Current Activities

How Will New Dietary Guidelines Affect Agriculture?

In January 2005, USDA and the Department of Health and Human Services issued updated Dietary Guidelines for Americans. As the official statement of Federal nutrition policy, the Dietary Guidelines influence nutrition education, labeling, and regulations for Federal food assistance and nutrition programs. Updated every 5 years, the 2005 Dietary Guidelines continue to recommend including foods from all the major food groups, while balancing calories to avoid overweight. New emphases include recommendations to consume at least three servings of whole-grain foods daily, and to eat more fruit, dark-green and orange vegetables, legumes, and low-fat and nonfat dairy products.
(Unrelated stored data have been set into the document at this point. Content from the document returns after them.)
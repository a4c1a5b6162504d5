//! Core data models for the shift planner.
//!
//! This module contains all the domain records the planner stores and reports on.

mod absence;
mod employee;
mod lateness;
mod period;
mod record;
mod report;
mod shift;

pub use absence::{Absence, AbsenceKind};
pub use employee::{Employee, EmployeeId};
pub use lateness::{Lateness, Overtime};
pub use period::DateRange;
pub use record::{RecordId, Stored};
pub use report::{EmployeeHours, HoursReport, minutes_to_hours};
pub use shift::Shift;
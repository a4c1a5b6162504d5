//! Recurring weekly schedule generation.
//!
//! A generated week runs Monday through Saturday. Each active employee works
//! every one of those days except their weekly rest day and, on Saturdays,
//! the one Saturday of the month matching their off-Saturday rank.

use std::collections::HashSet;

use chrono::{Datelike, Duration, NaiveDate, Weekday};
use tracing::debug;

use crate::config::ScheduleSettings;
use crate::models::{Employee, EmployeeId, Shift};

use super::time_utils::{nth_saturday_of_month, weekday_name};

/// Number of auto-scheduled days in a week; Sunday is never scheduled.
pub const SCHEDULED_DAYS: i64 = 6;

/// Computes the shifts still missing for the week starting at `week_start`.
///
/// `week_start` is expected to be a Monday; the caller rejects anything else
/// before getting here. Inactive employees are ignored. A shift is only
/// emitted for a (date, employee) pair with no shift among
/// `existing_shifts`, so running the generator again over its own output
/// yields nothing new.
///
/// # Example
///
/// ```
/// use shift_planner::calculation::generate_week;
/// use shift_planner::config::{ScheduleSettings, SeedConfig};
/// use shift_planner::models::Employee;
/// use chrono::NaiveDate;
///
/// let settings = ScheduleSettings::from_map(&SeedConfig::default().settings).unwrap();
/// let team = vec![Employee::new(1, "Employé A")];
/// let monday = NaiveDate::from_ymd_opt(2024, 3, 11).unwrap();
///
/// let first = generate_week(monday, &settings, &team, &[]);
/// // Wednesday is the rest day and Saturday 16th is the 3rd Saturday, which is off.
/// assert_eq!(first.len(), 4);
///
/// let second = generate_week(monday, &settings, &team, &first);
/// assert!(second.is_empty());
/// ```
pub fn generate_week(
    week_start: NaiveDate,
    settings: &ScheduleSettings,
    active_employees: &[Employee],
    existing_shifts: &[Shift],
) -> Vec<Shift> {
    let mut occupied: HashSet<(NaiveDate, EmployeeId)> = existing_shifts
        .iter()
        .map(|s| (s.date, s.employee_id))
        .collect();

    let mut generated = Vec::new();

    for offset in 0..SCHEDULED_DAYS {
        let day = week_start + Duration::days(offset);
        let weekday = day.weekday();

        for employee in active_employees.iter().filter(|e| e.active) {
            if weekday == settings.rest_day(employee.id) {
                debug!(
                    employee_id = employee.id,
                    date = %day,
                    rest_day = weekday_name(weekday),
                    "Skipping weekly rest day"
                );
                continue;
            }

            let hours = if weekday == Weekday::Sat {
                let rank = nth_saturday_of_month(day);
                if rank == settings.off_saturday_rank(employee.id) {
                    debug!(
                        employee_id = employee.id,
                        date = %day,
                        rank,
                        "Skipping off Saturday"
                    );
                    continue;
                }
                settings.saturday
            } else {
                settings.weekday
            };

            if !occupied.insert((day, employee.id)) {
                continue;
            }

            generated.push(Shift::new(
                day,
                employee.id,
                hours.start,
                hours.end,
                hours.break_minutes,
            ));
        }
    }

    generated
}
These increases should be balanced by decreasing intake of saturated fats, added sugars, and refined grains. USDA's Center for Nutrition Policy and Promotion is updating its food guidance system, popularly known as the Food Guide Pyramid, to reflect the 2005 Dietary Guidelines. ERS is examining the potential impact of the guidelines on agriculture and food processing. Joanne Guthrie

How Is Rural Hispanic Growth Affecting Rural Public Schools?
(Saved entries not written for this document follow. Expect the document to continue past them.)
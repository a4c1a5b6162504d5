//! Hours aggregation for reports.
//!
//! Reconciles planned shift minutes against absences, late arrivals and
//! logged overtime, producing one [`EmployeeHours`] row per active employee.

use std::collections::{BTreeMap, HashMap};

use chrono::NaiveDate;
use tracing::{debug, warn};

use crate::models::{
    Absence, DateRange, Employee, EmployeeHours, EmployeeId, HoursReport, Lateness, Overtime,
    Shift,
};

/// The records a report is built from.
///
/// Records outside the report range are tolerated and ignored, so callers
/// may pass wider sets than strictly needed.
#[derive(Debug, Clone, Copy)]
pub struct ReportSources<'a> {
    /// Every known employee; only active ones get a row.
    pub employees: &'a [Employee],
    /// Shifts, at least those dated within the range.
    pub shifts: &'a [Shift],
    /// Absences, at least those overlapping the range.
    pub absences: &'a [Absence],
    /// Late arrivals, at least those dated within the range.
    pub lateness: &'a [Lateness],
    /// Overtime entries, at least those dated within the range.
    pub overtime: &'a [Overtime],
}

#[derive(Debug, Default, Clone, Copy)]
struct Totals {
    planned: i64,
    absence: i64,
    lateness: i64,
    overtime: i64,
}

/// Builds the hours report for `range`.
///
/// # Behavior
///
/// - Planned minutes sum `max(0, end - start - break)` over shifts in range.
/// - Absence minutes walk every day of each overlapping absence's own span
///   and add the planned minutes of that employee's in-range shifts on that
///   day. A day without a shift adds nothing, and a day covered by two
///   absences is counted for each of them.
/// - Lateness minutes sum `max(0, arrival - scheduled)` over records in range.
/// - Overtime minutes sum the logged minutes over records in range.
/// - Shifts and absences breaking their invariants are skipped and counted
///   in [`HoursReport::skipped_records`].
///
/// # Example
///
/// ```
/// use shift_planner::calculation::{build_report, ReportSources};
/// use shift_planner::models::{DateRange, Employee, Shift};
/// use chrono::{NaiveDate, NaiveTime};
/// use rust_decimal::Decimal;
///
/// let day = NaiveDate::from_ymd_opt(2024, 3, 11).unwrap();
/// let employees = vec![Employee::new(1, "Employé A")];
/// let shifts = vec![Shift::new(
///     day,
///     1,
///     NaiveTime::from_hms_opt(7, 30, 0).unwrap(),
///     NaiveTime::from_hms_opt(16, 30, 0).unwrap(),
///     60,
/// )];
///
/// let report = build_report(
///     DateRange::new(day, day).unwrap(),
///     ReportSources {
///         employees: &employees,
///         shifts: &shifts,
///         absences: &[],
///         lateness: &[],
///         overtime: &[],
///     },
/// );
/// assert_eq!(report.rows[0].planned_hours, Decimal::from(8));
/// ```
pub fn build_report(range: DateRange, sources: ReportSources<'_>) -> HoursReport {
    let mut totals: BTreeMap<EmployeeId, Totals> = sources
        .employees
        .iter()
        .filter(|e| e.active)
        .map(|e| (e.id, Totals::default()))
        .collect();
    let mut skipped_records = 0;

    // Planned minutes per (employee, day), used again for absence accrual.
    let mut planned_by_day: HashMap<(EmployeeId, NaiveDate), i64> = HashMap::new();

    for shift in sources.shifts.iter().filter(|s| range.contains(s.date)) {
        if let Err(err) = shift.validate() {
            warn!(error = %err, "Skipping unusable shift in report");
            skipped_records += 1;
            continue;
        }
        let minutes = shift.planned_minutes();
        *planned_by_day
            .entry((shift.employee_id, shift.date))
            .or_insert(0) += minutes;
        if let Some(t) = totals.get_mut(&shift.employee_id) {
            t.planned += minutes;
        }
    }

    // Each absence record accrues on its own; overlapping records count a day twice.
    for absence in sources
        .absences
        .iter()
        .filter(|a| range.overlaps(a.start_date, a.end_date))
    {
        if let Err(err) = absence.validate() {
            warn!(error = %err, "Skipping unusable absence in report");
            skipped_records += 1;
            continue;
        }
        let Some(t) = totals.get_mut(&absence.employee_id) else {
            debug!(
                employee_id = absence.employee_id,
                "Ignoring absence of inactive or unknown employee"
            );
            continue;
        };
        for day in absence.days() {
            if let Some(minutes) = planned_by_day.get(&(absence.employee_id, day)) {
                t.absence += minutes;
            }
        }
    }

    for late in sources.lateness.iter().filter(|l| range.contains(l.date)) {
        if let Some(t) = totals.get_mut(&late.employee_id) {
            t.lateness += late.minutes_late();
        }
    }

    for extra in sources.overtime.iter().filter(|o| range.contains(o.date)) {
        if let Some(t) = totals.get_mut(&extra.employee_id) {
            t.overtime += i64::from(extra.minutes);
        }
    }

    let names: HashMap<EmployeeId, &str> = sources
        .employees
        .iter()
        .map(|e| (e.id, e.name.as_str()))
        .collect();

    let rows = totals
        .into_iter()
        .map(|(id, t)| {
            EmployeeHours::from_minutes(
                id,
                names.get(&id).copied().unwrap_or_default(),
                t.planned,
                t.absence,
                t.lateness,
                t.overtime,
            )
        })
        .collect();

    HoursReport {
        range,
        rows,
        skipped_records,
    }
}
//! Response types for the shift planner API.
//!
//! This module defines the error response structures, the mapping from
//! [`PlannerError`] to HTTP statuses, and the few response bodies that are
//! not plain models.

use axum::{
    Json,
    http::StatusCode,
    response::{IntoResponse, Response},
};
use chrono::NaiveDate;
use serde::{Deserialize, Serialize};

use crate::error::PlannerError;
use crate::models::{Lateness, Shift, Stored};

/// API error response structure.
#[derive(Debug, Clone, Serialize, Deserialize)]
pub struct ApiError {
    /// Error code for programmatic handling.
    pub code: String,
    /// Human-readable error message.
    pub message: String,
    /// Optional details about the error.
    #[serde(skip_serializing_if = "Option::is_none")]
    pub details: Option<String>,
}

impl ApiError {
    /// Creates a new API error.
    pub fn new(code: impl Into<String>, message: impl Into<String>) -> Self {
        Self {
            code: code.into(),
            message: message.into(),
            details: None,
        }
    }

    /// Creates a new API error with details.
    pub fn with_details(
        code: impl Into<String>,
        message: impl Into<String>,
        details: impl Into<String>,
    ) -> Self {
        Self {
            code: code.into(),
            message: message.into(),
            details: Some(details.into()),
        }
    }

    /// Creates a malformed JSON error response.
    pub fn malformed_json(message: impl Into<String>) -> Self {
        Self::new("MALFORMED_JSON", message)
    }

    /// Creates an invalid query string error response.
    pub fn invalid_query(message: impl Into<String>) -> Self {
        Self::new("INVALID_QUERY", message)
    }
}

/// API error with HTTP status code.
pub struct ApiErrorResponse {
    /// The HTTP status code.
    pub status: StatusCode,
    /// The error body.
    pub error: ApiError,
}

impl IntoResponse for ApiErrorResponse {
    fn into_response(self) -> Response {
        (self.status, Json(self.error)).into_response()
    }
}

impl From<PlannerError> for ApiErrorResponse {
    fn from(error: PlannerError) -> Self {
        let message = error.to_string();
        let (status, code, details) = match &error {
            PlannerError::ConfigNotFound { .. } | PlannerError::ConfigParseError { .. } => (
                StatusCode::INTERNAL_SERVER_ERROR,
                "CONFIG_ERROR",
                "The planner configuration could not be loaded",
            ),
            PlannerError::InvalidWeekStart { .. } => (
                StatusCode::BAD_REQUEST,
                "INVALID_WEEK_START",
                "Weeks are generated from a Monday",
            ),
            PlannerError::InvalidTime { .. } => (
                StatusCode::BAD_REQUEST,
                "INVALID_TIME",
                "Times are written as zero-padded HH:MM",
            ),
            PlannerError::InvalidSetting { .. } => (
                StatusCode::BAD_REQUEST,
                "INVALID_SETTING",
                "The settings were left unchanged",
            ),
            PlannerError::DuplicateEmployee { .. } => (
                StatusCode::CONFLICT,
                "DUPLICATE_EMPLOYEE",
                "Choose an unused employee id",
            ),
            PlannerError::EmployeeNotFound { .. } => (
                StatusCode::NOT_FOUND,
                "EMPLOYEE_NOT_FOUND",
                "The employee id is not known to the planner",
            ),
            PlannerError::InvalidRecord { .. } => (
                StatusCode::BAD_REQUEST,
                "INVALID_RECORD",
                "No rows were saved",
            ),
            PlannerError::InvalidRange { .. } => (
                StatusCode::BAD_REQUEST,
                "INVALID_RANGE",
                "The range end must not precede its start",
            ),
            PlannerError::StorageError { .. } => (
                StatusCode::INTERNAL_SERVER_ERROR,
                "STORAGE_ERROR",
                "The data file could not be read or written",
            ),
            PlannerError::ExportError { .. } => (
                StatusCode::INTERNAL_SERVER_ERROR,
                "EXPORT_ERROR",
                "The report could not be rendered",
            ),
        };
        ApiErrorResponse {
            status,
            error: ApiError::with_details(code, message, details),
        }
    }
}

/// A stored late arrival with its derived lateness.
#[derive(Debug, Clone, Serialize, Deserialize)]
pub struct LatenessView {
    /// The stored record.
    #[serde(flatten)]
    pub lateness: Stored<Lateness>,
    /// Minutes late, never negative.
    pub late_minutes: i64,
}

impl From<Stored<Lateness>> for LatenessView {
    fn from(lateness: Stored<Lateness>) -> Self {
        let late_minutes = lateness.minutes_late();
        Self {
            lateness,
            late_minutes,
        }
    }
}

/// Response body of `POST /weeks/generate`.
#[derive(Debug, Clone, Serialize, Deserialize)]
pub struct GenerateWeekResponse {
    /// The Monday the week starts on.
    pub week_start: NaiveDate,
    /// The shifts created; empty when the week was already complete.
    pub created: Vec<Stored<Shift>>,
}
The Hispanic population in rural areas has doubled since 1980 and is now the fastest growing demographic group in rural and small-town America. This growth has a significant impact on rural public education. Increasing numbers of school-aged Hispanic children have increased demand for educational facilities, contributed to school overcrowding, and increased the need for translators and English as a Second Language (ESL) teachers in many rural areas. But, infusions of new students can bring additional State funding to schools, helping rural communities avoid school closures and other problems associated with declining school-age populations. Researchers from ERS and Duke University are assessing the effects of rapid Hispanic population growth on the demand for public education and on measures of schooling quality, such as crowding, standardized test scores, and completion rates.